[HOW TO COMPLETE THIS TASK]
Lines in the data below that contain the word "parse" are to be copied.

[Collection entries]
········
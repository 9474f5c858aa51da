use std::{env, net::SocketAddr};

use thiserror::Error;

/// Process configuration, read once from the environment at startup.
///
/// `username` and `password` are accepted for compatibility with older
/// deployments but no operation uses them; upstream authentication is the
/// API key only.
#[derive(Debug, Clone)]
pub struct Config {
    pub redmine_url: String,
    pub api_key: String,
    pub username: Option<String>,
    pub password: Option<String>,
    pub bind_addr: String,
    pub bind_port: u16,
    pub environment: String,
    pub tls_verify: bool,
}

#[derive(Debug, Error)]
pub enum ConfigError {
    #[error("REDMINE_URL is required and must not be empty")]
    MissingRedmineUrl,
    #[error("REDMINE_API_KEY is required and must not be empty")]
    MissingApiKey,
    #[error("PORT must be a valid u16")]
    InvalidPort,
    #[error("TLS_VERIFY must be \"true\" or \"false\"")]
    InvalidTlsVerify,
    #[error("invalid bind address or port")]
    InvalidSocket,
}

impl Config {
    pub fn from_env() -> Result<Self, ConfigError> {
        let redmine_url = env::var("REDMINE_URL")
            .ok()
            .map(|value| value.trim().trim_end_matches('/').to_string())
            .filter(|value| !value.is_empty())
            .ok_or(ConfigError::MissingRedmineUrl)?;

        let api_key = env::var("REDMINE_API_KEY")
            .ok()
            .map(|value| value.trim().to_string())
            .filter(|value| !value.is_empty())
            .ok_or(ConfigError::MissingApiKey)?;

        let username = env::var("REDMINE_USERNAME")
            .ok()
            .filter(|value| !value.is_empty());
        let password = env::var("REDMINE_PASSWORD")
            .ok()
            .filter(|value| !value.is_empty());

        let bind_addr = env::var("BIND_ADDR").unwrap_or_else(|_| "127.0.0.1".to_string());
        let bind_port = env::var("PORT")
            .ok()
            .map(|value| value.parse::<u16>().map_err(|_| ConfigError::InvalidPort))
            .transpose()?
            .unwrap_or(3000);

        let environment = env::var("APP_ENV").unwrap_or_else(|_| "development".to_string());

        let tls_verify = env::var("TLS_VERIFY")
            .ok()
            .map(|value| match value.trim() {
                "true" => Ok(true),
                "false" => Ok(false),
                _ => Err(ConfigError::InvalidTlsVerify),
            })
            .transpose()?
            .unwrap_or(true);

        let config = Self {
            redmine_url,
            api_key,
            username,
            password,
            bind_addr,
            bind_port,
            environment,
            tls_verify,
        };

        let _ = config.bind_socket()?;
        Ok(config)
    }

    pub fn bind_socket(&self) -> Result<SocketAddr, ConfigError> {
        format!("{}:{}", self.bind_addr, self.bind_port)
            .parse::<SocketAddr>()
            .map_err(|_| ConfigError::InvalidSocket)
    }
}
········
[ANSWER TO THE PROBLEM]
            .map(|value| value.parse::<u16>().map_err(|_| ConfigError::InvalidPort))
            .parse::<SocketAddr>()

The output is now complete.